I'm a mixed bag of attitude when it comes to classical music. My biggest COMPLAINT about classical music enthusiasts is how many pretentious people there are out there, usually NTs, btw, who rave on and on about Mozart because, damnit, it's MOZART!! ! The people in that category who annoy me most are clarinet players who go gaga about the famous clarinet concerto. Musically, it is not a special piece. It's not Mozart's best work. The only thing worth going on about it is that it was one of the first MAJOR works for clarinet as a solo instrument--and even then it wasn't written for the modern clarinet but a variation of it with an extended range--Mozart wrote it, and it was one of the last works he composed. His keyboard and string quartet works are just fun, but his keyboard music is no Chopin. It's not even Schubert. Plain and simple, Mozart was a prolific child prodigy and gifted at writing representative period Classical music. He is worthy of study. But I wouldn't deify him like non-musical classical music connoisseurs do.
I do highly respect Beethoven, though, because he brought something genuinely distinct to every genre he composed in, especially the symphony. Not just the 9th, either. Every single symphony he wrote is a case study on symphonic writing. Each one is ground breaking in its own way.

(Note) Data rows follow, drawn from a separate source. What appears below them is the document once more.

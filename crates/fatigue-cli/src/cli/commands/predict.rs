//! Scripted prediction: submit a session, poll, print the result.

use anyhow::{Context, Result};
use fatigue_core::api::{ApiClient, PollOptions, SessionRequest, poll_for_result};
use fatigue_core::config::Config;
use fatigue_core::display::ResultDisplay;
use fatigue_core::session;
use tokio_util::sync::CancellationToken;
use tracing::info;

pub async fn run(config: &Config, api_url: Option<&str>, request: SessionRequest) -> Result<()> {
    session::validate(&request)?;

    let client = ApiClient::from_config(config, api_url)?;
    let queued = client
        .submit_session(&request)
        .await
        .context("submit session")?;
    info!(session_id = queued.session_id, player = %request.player_name, "session queued");
    eprintln!("Session #{} queued, waiting for result...", queued.session_id);

    let options = PollOptions::from(&config.polling);
    let result = poll_for_result(&client, queued.session_id, &options, &CancellationToken::new())
        .await
        .with_context(|| format!("poll session #{}", queued.session_id))?;

    print!("{}", format_result(&ResultDisplay::from_result(&result)));
    Ok(())
}

/// Plain-text rendering of the results card.
pub fn format_result(display: &ResultDisplay) -> String {
    format!(
        "Session {}\n\
         Fatigue score: {} / 100\n\
         Risk level:    {} {}\n\
         Action:        {} {}\n\
         Confidence:    {}\n\
         Processed at:  {}\n",
        display.session_label,
        display.score_label,
        display.risk_icon,
        display.risk_label,
        display.action.icon,
        display.action.label,
        display.confidence_label,
        display.processed_at,
    )
}
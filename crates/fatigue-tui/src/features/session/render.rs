//! Session view rendering, one function per `SessionView` variant.

use std::sync::LazyLock;

use enum_map::{EnumMap, enum_map};
use fatigue_core::api::RiskLevel;
use fatigue_core::display::{GAUGE_ARC_LENGTH, ResultDisplay, session_label};
use ratatui::Frame;
use ratatui::layout::{Alignment, Constraint, Direction, Layout, Rect};
use ratatui::style::{Color, Modifier, Style};
use ratatui::symbols::Marker;
use ratatui::text::{Line, Span};
use ratatui::widgets::canvas::{Canvas, Line as CanvasLine, Points};
use ratatui::widgets::{Block, Borders, Paragraph, Wrap};

use super::state::SessionView;

const SPINNER_FRAMES: &[&str] = &["◐", "◓", "◑", "◒"];

/// Radius of the gauge arc in canvas units.
const GAUGE_RADIUS: f64 = 80.0;

/// Points used to draw the half circle.
const GAUGE_STEPS: usize = 90;

const GAUGE_WIDTH: u16 = 30;

static RISK_COLORS: LazyLock<EnumMap<RiskLevel, Color>> = LazyLock::new(|| {
    enum_map! {
        RiskLevel::Low => Color::Green,
        RiskLevel::Medium => Color::Yellow,
        RiskLevel::High => Color::LightRed,
        RiskLevel::Critical => Color::Red,
    }
});

fn risk_color(risk: Option<RiskLevel>) -> Color {
    risk.map_or(Color::Yellow, |level| RISK_COLORS[level])
}

/// Renders the session panel for the current view.
pub fn render_session(view: &SessionView, spinner_frame: usize, frame: &mut Frame, area: Rect) {
    let block = Block::default()
        .borders(Borders::ALL)
        .border_style(Style::default().fg(Color::DarkGray))
        .title(" Prediction ");
    let inner = block.inner(area);
    frame.render_widget(block, area);

    match view {
        SessionView::Idle => render_idle(frame, inner),
        SessionView::Loading { session_id } => {
            render_loading(&session_label(*session_id), spinner_frame, frame, inner);
        }
        SessionView::Results { display, .. } => render_results(display, frame, inner),
        SessionView::Error { message } => render_error(message, frame, inner),
    }
}

fn render_idle(frame: &mut Frame, area: Rect) {
    let lines = vec![
        Line::default(),
        Line::from("👋 Ready when you are"),
        Line::default(),
        Line::from(Span::styled(
            "Fill in the session form and press Enter to analyze fatigue.",
            Style::default().fg(Color::Gray),
        )),
    ];
    frame.render_widget(
        Paragraph::new(lines)
            .alignment(Alignment::Center)
            .wrap(Wrap { trim: true }),
        area,
    );
}

fn render_loading(session: &str, spinner_frame: usize, frame: &mut Frame, area: Rect) {
    let spinner = SPINNER_FRAMES[spinner_frame % SPINNER_FRAMES.len()];
    let lines = vec![
        Line::default(),
        Line::from(vec![
            Span::styled(format!("{spinner} "), Style::default().fg(Color::Cyan)),
            Span::raw("Analyzing session "),
            Span::styled(
                session.to_string(),
                Style::default().add_modifier(Modifier::BOLD),
            ),
        ]),
        Line::default(),
        Line::from(Span::styled(
            "The agent is processing your data...",
            Style::default().fg(Color::Gray),
        )),
    ];
    frame.render_widget(Paragraph::new(lines).alignment(Alignment::Center), area);
}

fn render_error(message: &str, frame: &mut Frame, area: Rect) {
    let lines = vec![
        Line::default(),
        Line::from(Span::styled(
            "❌ Something went wrong",
            Style::default().fg(Color::Red).add_modifier(Modifier::BOLD),
        )),
        Line::default(),
        Line::from(message.to_string()),
        Line::default(),
        Line::from(Span::styled(
            "Press Ctrl+R to try again.",
            Style::default().fg(Color::DarkGray),
        )),
    ];
    frame.render_widget(
        Paragraph::new(lines)
            .alignment(Alignment::Center)
            .wrap(Wrap { trim: true }),
        area,
    );
}

fn render_results(display: &ResultDisplay, frame: &mut Frame, area: Rect) {
    let [gauge_area, details_area] = Layout::default()
        .direction(Direction::Horizontal)
        .constraints([Constraint::Length(GAUGE_WIDTH), Constraint::Min(20)])
        .areas(area);

    let [arc_area, score_area] = Layout::default()
        .direction(Direction::Vertical)
        .constraints([Constraint::Min(3), Constraint::Length(2)])
        .areas(gauge_area);

    let color = risk_color(display.risk);
    frame.render_widget(gauge_canvas(display, color), arc_area);
    frame.render_widget(
        Paragraph::new(vec![
            Line::from(Span::styled(
                display.score_label.clone(),
                Style::default().fg(color).add_modifier(Modifier::BOLD),
            )),
            Line::from(Span::styled(
                "fatigue score",
                Style::default().fg(Color::DarkGray),
            )),
        ])
        .alignment(Alignment::Center),
        score_area,
    );

    let label = |text: &str| Span::styled(format!("{text:<12}"), Style::default().fg(Color::Gray));
    let lines = vec![
        Line::from(vec![label("Session"), Span::raw(display.session_label.clone())]),
        Line::default(),
        Line::from(vec![
            label("Risk"),
            Span::styled(
                format!("{} {}", display.risk_icon, display.risk_label),
                Style::default().fg(color).add_modifier(Modifier::BOLD),
            ),
        ]),
        Line::from(vec![
            label("Action"),
            Span::raw(format!("{} {}", display.action.icon, display.action.label)),
        ]),
        Line::from(vec![
            label("Confidence"),
            Span::raw(display.confidence_label.clone()),
        ]),
        Line::from(vec![
            label("Processed"),
            Span::raw(display.processed_at.clone()),
        ]),
    ];
    frame.render_widget(
        Paragraph::new(lines).wrap(Wrap { trim: false }),
        details_area,
    );
}

/// Half-circle gauge: the filled share of the arc follows the dash offset and
/// the needle follows the rotation angle (-90 = left, 0 = up, 90 = right).
fn gauge_canvas(
    display: &ResultDisplay,
    color: Color,
) -> Canvas<'static, impl Fn(&mut ratatui::widgets::canvas::Context<'_>)> {
    let filled_share = 1.0 - display.gauge.arc_offset / GAUGE_ARC_LENGTH;
    let mut filled = Vec::new();
    let mut empty = Vec::new();
    for step in 0..=GAUGE_STEPS {
        let share = step as f64 / GAUGE_STEPS as f64;
        let theta = std::f64::consts::PI * (1.0 - share);
        let point = (GAUGE_RADIUS * theta.cos(), GAUGE_RADIUS * theta.sin());
        if share <= filled_share {
            filled.push(point);
        } else {
            empty.push(point);
        }
    }

    let needle = display.gauge.angle_deg.to_radians();
    let tip = (
        GAUGE_RADIUS * 0.85 * needle.sin(),
        GAUGE_RADIUS * 0.85 * needle.cos(),
    );

    Canvas::default()
        .marker(Marker::Braille)
        .x_bounds([-GAUGE_RADIUS - 5.0, GAUGE_RADIUS + 5.0])
        .y_bounds([-5.0, GAUGE_RADIUS + 5.0])
        .paint(move |ctx| {
            ctx.draw(&Points {
                coords: &empty,
                color: Color::DarkGray,
            });
            ctx.draw(&Points {
                coords: &filled,
                color,
            });
            ctx.draw(&CanvasLine::new(0.0, 0.0, tip.0, tip.1, Color::White));
        })
}

#[cfg(test)]
mod tests {
    use fatigue_core::api::{PredictionResult, PredictionStatus, PredictedAction, Reported};
    use ratatui::Terminal;
    use ratatui::backend::TestBackend;

    use super::*;

    fn buffer_text(terminal: &Terminal<TestBackend>) -> String {
        terminal
            .backend()
            .buffer()
            .content
            .iter()
            .map(|cell| cell.symbol())
            .collect()
    }

    #[test]
    fn test_results_view_shows_display_fields() {
        let result = PredictionResult {
            session_id: 42,
            fatigue_score: 63.0,
            risk_level: Reported::Known(RiskLevel::Medium),
            predicted_action: Reported::Known(PredictedAction::Monitor),
            confidence: 0.81,
            processed_at: None,
            status: Reported::Known(PredictionStatus::Processed),
        };
        let view = SessionView::results(&result);

        let mut terminal = Terminal::new(TestBackend::new(90, 14)).unwrap();
        terminal
            .draw(|frame| render_session(&view, 0, frame, frame.area()))
            .unwrap();
        let text = buffer_text(&terminal);
        assert!(text.contains("#42"));
        assert!(text.contains("63"));
        assert!(text.contains("MEDIUM"));
        assert!(text.contains("Monitor Closely"));
        assert!(text.contains("81%"));
    }

    #[test]
    fn test_loading_view_shows_session_id() {
        let mut terminal = Terminal::new(TestBackend::new(60, 8)).unwrap();
        terminal
            .draw(|frame| {
                render_session(&SessionView::Loading { session_id: 7 }, 1, frame, frame.area());
            })
            .unwrap();
        assert!(buffer_text(&terminal).contains("#7"));
    }

    #[test]
    fn test_unknown_risk_uses_warning_color() {
        assert_eq!(risk_color(None), Color::Yellow);
        assert_eq!(risk_color(Some(RiskLevel::Low)), Color::Green);
    }
}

I do enjoy Romantic period literature. I LOVE Weber's music, and not just the clarinet concertos (yes, I'm a clarinetist).
But my FAVORITE of all time comes from the High Modernist era of the 20th Century. I never get tired of the Second Viennese School--Schoenberg and his disciples. I'm more a Webern fan than a Berg fan. I like the other stuff, too--like John Cage, Terry Riley, Reich, Adams, Glass (though not as much as Reich and Adams, but the Portrait Trilogy are my fav Glass works), Varese, Stockhausen, Babbitt (LOVED Philomel, LOVE his pieces for solo instruments).
I myself am a hardcore serialist composer. Only trouble is there isn't much demand for 12-tone or dissonant music. I don't care. I write it anyway.
I'm more active at the moment as a church musician. My wife are working together learning 4-in-hand handbells. I dislike writing hymn arrangements, but it's just one of those necessary things I have to do. I'm still wrapping my head around technical issues relating to handbells, so in the meantime I've revived an interest in "space music" and am applying serialist methods to composing space/ambient/atmospheric music. I realize we don't really count that as "classical" music, but it isn't unlike the High Modern approach of composers after WWII, so I think my electronic work is just as "legit" as that of others within the whole "classical" music rubric.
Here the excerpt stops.